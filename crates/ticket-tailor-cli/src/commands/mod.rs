//! CLI command implementations for ticket-tailor.
//!
//! Each module corresponds to a subcommand (`ticket-tailor <command>`).

pub mod check;
pub mod extract;
pub mod init;
pub mod render;
pub mod template;

use std::path::Path;

use anyhow::Result;

use ticket_tailor_core::config::TailorConfig;
use ticket_tailor_core::engine::{EngineKind, TicketEngine};

/// Loaded configuration plus the engine it selects.
pub struct Session {
    pub config: TailorConfig,
    pub engine: Box<dyn TicketEngine>,
}

/// Load config (or defaults) and build the engine, `--engine` taking precedence.
pub fn open_session(config_path: &Path, engine: Option<EngineKind>) -> Result<Session> {
    let config = TailorConfig::load_or_default(config_path)?;
    let kind = engine.unwrap_or(config.engine);
    let engine = init::create_engine(kind, &config);
    tracing::debug!("using {} engine", engine.name());
    Ok(Session { config, engine })
}
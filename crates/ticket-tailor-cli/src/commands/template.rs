use std::path::Path;

use anyhow::Result;

use ticket_tailor_core::templates::embedded;

use crate::output;

/// Print or write the built-in default ticket template.
pub fn run(output_path: Option<&Path>) -> Result<()> {
    match output_path {
        Some(path) => {
            std::fs::write(path, embedded::DEFAULT_TICKET)?;
            output::print_success(&format!("Default template written to {}", path.display()));
        }
        None => print!("{}", embedded::DEFAULT_TICKET),
    }
    Ok(())
}
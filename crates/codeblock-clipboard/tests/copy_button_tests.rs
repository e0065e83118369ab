//! Timing tests for the copy button. Time is paused, so sleeps complete
//! instantly in virtual time.

use std::time::Duration;

use codeblock_clipboard::{COPY_RESET_AFTER, CopyButton, Error, MemoryClipboard};
use pretty_assertions::assert_eq;
use tokio::time::sleep;

const SOURCE: &str = "#highlight-start\nexperiment = replicate.init()\n#highlight-end";

#[tokio::test(start_paused = true)]
async fn test_copies_unmodified_source() {
    let mut button = CopyButton::new(MemoryClipboard::new());

    button.copy(SOURCE).unwrap();

    assert_eq!(button.clipboard().contents().unwrap().as_deref(), Some(SOURCE));
}

#[tokio::test(start_paused = true)]
async fn test_state_lasts_two_seconds() {
    let mut button = CopyButton::new(MemoryClipboard::new());
    assert!(!button.is_copied());
    assert_eq!(button.label(), "Copy");
    assert_eq!(button.reset_after(), COPY_RESET_AFTER);

    button.copy(SOURCE).unwrap();
    assert!(button.is_copied());
    assert_eq!(button.label(), "Copied");

    sleep(Duration::from_millis(1999)).await;
    assert!(button.is_copied());

    sleep(Duration::from_millis(2)).await;
    assert!(!button.is_copied());
    assert_eq!(button.label(), "Copy");
}

#[tokio::test(start_paused = true)]
async fn test_second_copy_restarts_window() {
    let mut button = CopyButton::new(MemoryClipboard::new());

    button.copy("a").unwrap();
    sleep(Duration::from_millis(1500)).await;
    button.copy("b").unwrap();

    sleep(Duration::from_millis(1000)).await;
    assert!(button.is_copied());

    sleep(Duration::from_millis(1001)).await;
    assert!(!button.is_copied());
}

#[tokio::test(start_paused = true)]
async fn test_custom_duration() {
    let mut button =
        CopyButton::new(MemoryClipboard::new()).with_reset_after(Duration::from_millis(100));

    button.copy("x").unwrap();
    sleep(Duration::from_millis(101)).await;
    assert!(!button.is_copied());
}

#[tokio::test(start_paused = true)]
async fn test_subscriber_sees_both_transitions() {
    let mut button = CopyButton::new(MemoryClipboard::new());
    let mut rx = button.subscribe();

    button.copy("x").unwrap();
    rx.changed().await.unwrap();
    assert!(*rx.borrow_and_update());

    rx.changed().await.unwrap();
    assert!(!*rx.borrow_and_update());
}

#[tokio::test(start_paused = true)]
async fn test_drop_aborts_pending_reset() {
    let mut button = CopyButton::new(MemoryClipboard::new());
    let mut rx = button.subscribe();

    button.copy("x").unwrap();
    rx.borrow_and_update();
    drop(button);

    // The sender is gone with the button; no reset ever arrives.
    sleep(Duration::from_millis(5000)).await;
    assert!(rx.changed().await.is_err());
    assert!(*rx.borrow());
}

#[tokio::test(start_paused = true)]
async fn test_old_reset_does_not_clear_newer_copy() {
    let mut button =
        CopyButton::new(MemoryClipboard::new()).with_reset_after(Duration::from_millis(100));
    let mut rx = button.subscribe();

    for _ in 0..5 {
        button.copy("x").unwrap();
        sleep(Duration::from_millis(99)).await;
        assert!(button.is_copied());
    }
    rx.borrow_and_update();

    sleep(Duration::from_millis(2)).await;
    assert!(!button.is_copied());
    assert!(rx.has_changed().unwrap());
}

#[test]
fn test_copy_outside_runtime_fails() {
    let clipboard = MemoryClipboard::new();
    let mut button = CopyButton::new(clipboard.clone());

    let err = button.copy("x").unwrap_err();

    assert!(matches!(err, Error::NoRuntime));
    assert_eq!(clipboard.contents().unwrap(), None);
}
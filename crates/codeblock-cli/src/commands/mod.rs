//! Command implementations for codeblock-cli

pub mod annotate;
pub mod copy;
pub mod languages;
pub mod render;

pub use annotate::{AnnotatedRow, annotate_file, run_annotate};
pub use copy::{copy_source, run_copy};
pub use languages::run_languages;
pub use render::{render_to_string, run_render};

use std::path::Path;

use codeblock_render::Language;

use crate::error::{CliError, Result};

/// Read a source file as text.
pub(crate) fn read_source(path: &Path) -> Result<String> {
    std::fs::read_to_string(path).map_err(|e| CliError::file(path, e))
}

/// Markdown pages are rendered fence by fence.
pub(crate) fn is_markdown(path: &Path) -> bool {
    path.extension()
        .and_then(|e| e.to_str())
        .is_some_and(|ext| matches!(ext.to_lowercase().as_str(), "md" | "markdown" | "mdx"))
}

/// The language named on the command line, else the one implied by the
/// file extension, else plain text.
pub(crate) fn resolve_language(path: &Path, flag: Option<&str>) -> Result<Language> {
    if let Some(name) = flag {
        return Ok(name.parse::<Language>()?);
    }
    Ok(path
        .extension()
        .and_then(|e| e.to_str())
        .and_then(Language::from_extension)
        .unwrap_or(Language::PlainText))
}
//! Language detection and per-language lexical details

use std::fmt;
use std::str::FromStr;

use serde::{Deserialize, Serialize};

use crate::error::{Error, Result};

/// Languages the tokenizer knows about
#[derive(Debug, Clone, Copy, PartialEq, Eq, Hash, Serialize, Deserialize)]
#[serde(rename_all = "kebab-case")]
pub enum Language {
    Python,
    Shell,
    ShellSession,
    JavaScript,
    TypeScript,
    Rust,
    Go,
    Toml,
    Yaml,
    Json,
    Markdown,
    PlainText,
}

impl Language {
    /// Every supported language, in display order.
    pub const ALL: [Language; 12] = [
        Self::Python,
        Self::Shell,
        Self::ShellSession,
        Self::JavaScript,
        Self::TypeScript,
        Self::Rust,
        Self::Go,
        Self::Toml,
        Self::Yaml,
        Self::Json,
        Self::Markdown,
        Self::PlainText,
    ];

    /// Look up a language by name or common alias (case-insensitive).
    pub fn from_name(name: &str) -> Option<Self> {
        match name.trim().to_lowercase().as_str() {
            "python" | "py" => Some(Self::Python),
            "shell" | "sh" | "bash" | "zsh" => Some(Self::Shell),
            "shell-session" | "console" | "terminal" => Some(Self::ShellSession),
            "javascript" | "js" | "jsx" => Some(Self::JavaScript),
            "typescript" | "ts" | "tsx" => Some(Self::TypeScript),
            "rust" | "rs" => Some(Self::Rust),
            "go" | "golang" => Some(Self::Go),
            "toml" => Some(Self::Toml),
            "yaml" | "yml" => Some(Self::Yaml),
            "json" => Some(Self::Json),
            "markdown" | "md" | "mdx" => Some(Self::Markdown),
            "text" | "txt" | "plain" | "plaintext" => Some(Self::PlainText),
            _ => None,
        }
    }

    /// Detect a language from a file extension
    pub fn from_extension(ext: &str) -> Option<Self> {
        match ext.to_lowercase().as_str() {
            "py" => Some(Self::Python),
            "sh" | "bash" | "zsh" => Some(Self::Shell),
            "js" | "jsx" | "mjs" | "cjs" => Some(Self::JavaScript),
            "ts" | "tsx" => Some(Self::TypeScript),
            "rs" => Some(Self::Rust),
            "go" => Some(Self::Go),
            "toml" => Some(Self::Toml),
            "yaml" | "yml" => Some(Self::Yaml),
            "json" => Some(Self::Json),
            "md" | "markdown" | "mdx" => Some(Self::Markdown),
            "txt" | "text" => Some(Self::PlainText),
            _ => None,
        }
    }

    /// Canonical name, as used in `language-*` class names.
    pub fn name(&self) -> &'static str {
        match self {
            Self::Python => "python",
            Self::Shell => "shell",
            Self::ShellSession => "shell-session",
            Self::JavaScript => "javascript",
            Self::TypeScript => "typescript",
            Self::Rust => "rust",
            Self::Go => "go",
            Self::Toml => "toml",
            Self::Yaml => "yaml",
            Self::Json => "json",
            Self::Markdown => "markdown",
            Self::PlainText => "text",
        }
    }

    /// Line comment syntax
    pub fn comment_style(&self) -> CommentStyle {
        match self {
            Self::Python | Self::Shell | Self::ShellSession | Self::Toml | Self::Yaml => {
                CommentStyle::Hash
            }
            Self::JavaScript | Self::TypeScript | Self::Rust | Self::Go => {
                CommentStyle::DoubleSlash
            }
            Self::Json | Self::Markdown | Self::PlainText => CommentStyle::None,
        }
    }

    /// Extension or name used to find the bundled grammar.
    ///
    /// `None` means the language is shown as plain text. TypeScript borrows the
    /// JavaScript grammar.
    pub fn syntax_token(&self) -> Option<&'static str> {
        match self {
            Self::Python => Some("py"),
            Self::Shell | Self::ShellSession => Some("sh"),
            Self::JavaScript | Self::TypeScript => Some("js"),
            Self::Rust => Some("rs"),
            Self::Go => Some("go"),
            Self::Toml => Some("toml"),
            Self::Yaml => Some("yaml"),
            Self::Json => Some("json"),
            Self::Markdown | Self::PlainText => None,
        }
    }
}

impl fmt::Display for Language {
    fn fmt(&self, f: &mut fmt::Formatter<'_>) -> fmt::Result {
        f.write_str(self.name())
    }
}

impl FromStr for Language {
    type Err = Error;

    fn from_str(s: &str) -> Result<Self> {
        Self::from_name(s).ok_or_else(|| Error::UnknownLanguage(s.to_string()))
    }
}

/// Line comment syntax styles
#[derive(Debug, Clone, Copy, PartialEq, Eq)]
pub enum CommentStyle {
    /// Hash: `# comment`
    Hash,
    /// Double slash: `// comment`
    DoubleSlash,
    /// No line comments
    None,
}

impl CommentStyle {
    /// The text that opens a line comment, if any.
    pub fn prefix(&self) -> Option<&'static str> {
        match self {
            Self::Hash => Some("#"),
            Self::DoubleSlash => Some("//"),
            Self::None => None,
        }
    }
}
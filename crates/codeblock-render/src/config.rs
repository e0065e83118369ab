//! Per-block rendering options

use serde::{Deserialize, Serialize};

use crate::language::Language;

/// Options recognized for a single code block.
#[derive(Debug, Clone, Default, PartialEq, Eq, Serialize, Deserialize)]
#[serde(default)]
pub struct CodeBlockConfig {
    /// Language name or alias. Unknown names render as plain text.
    pub language: Option<String>,
    /// Emit a copy button carrying the block's source.
    pub show_copy_button: bool,
}

impl CodeBlockConfig {
    pub fn new() -> Self {
        Self::default()
    }

    /// Derive the language from a `language-*` class name, as produced by
    /// Markdown processors for fenced blocks.
    ///
    /// Class names without the prefix leave the language unset.
    pub fn from_class_name(class_name: &str) -> Self {
        let language = class_name
            .split_whitespace()
            .find_map(|class| class.strip_prefix("language-"))
            .filter(|name| !name.is_empty())
            .map(str::to_string);
        Self {
            language,
            ..Self::default()
        }
    }

    /// Set the language explicitly. An explicit language always wins over one
    /// derived from a class name.
    pub fn with_language(mut self, language: impl Into<String>) -> Self {
        self.language = Some(language.into());
        self
    }

    pub fn with_copy_button(mut self, show: bool) -> Self {
        self.show_copy_button = show;
        self
    }

    /// The resolved language.
    pub fn language(&self) -> Language {
        self.language
            .as_deref()
            .and_then(Language::from_name)
            .unwrap_or(Language::PlainText)
    }
}
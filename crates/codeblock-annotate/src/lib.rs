//! Highlight-marker annotation for code blocks.
//!
//! Code blocks on documentation pages mark lines for emphasis with comment
//! sentinels embedded in the source itself:
//!
//! ```text
//! def train():
//!     #highlight-start
//!     experiment = replicate.init(path=".")
//!     #highlight-end
//!     model = Model()  # highlight-line
//! ```
//!
//! - `#highlight-start` / `#highlight-end` open and close a region. Every line
//!   inside the region is emphasized and the sentinel lines themselves are
//!   dropped from the output.
//! - `#highlight-line` emphasizes the line it sits on and is stripped from the
//!   displayed text.
//!
//! Region sentinels are compared with all whitespace removed, so
//! `  # highlight-end ` closes a region just like `#highlight-end`.
//!
//! The [`Annotator`] consumes lines produced by a tokenizer ([`SourceLine`])
//! and yields one [`AnnotatedLine`] per input line. Renderers skip lines whose
//! `exclude` flag is set and add the emphasis class to the rest as needed.

pub mod annotator;
pub mod error;
pub mod line;

pub use annotator::{
    AnnotatedLine, Annotator, DEFAULT_EMPHASIS_CLASS, RegionScope, collapse_whitespace,
    strip_line_markers, visible_lines,
};
pub use error::{Error, Result};
pub use line::{BASE_LINE_CLASS, LinePresentation, SourceLine, Token};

## Assignment
Only the lines above that hold "struct" are wanted. Show every one of them.

## Result of this exercise
pub struct Session {
pub struct CodeBlockConfig {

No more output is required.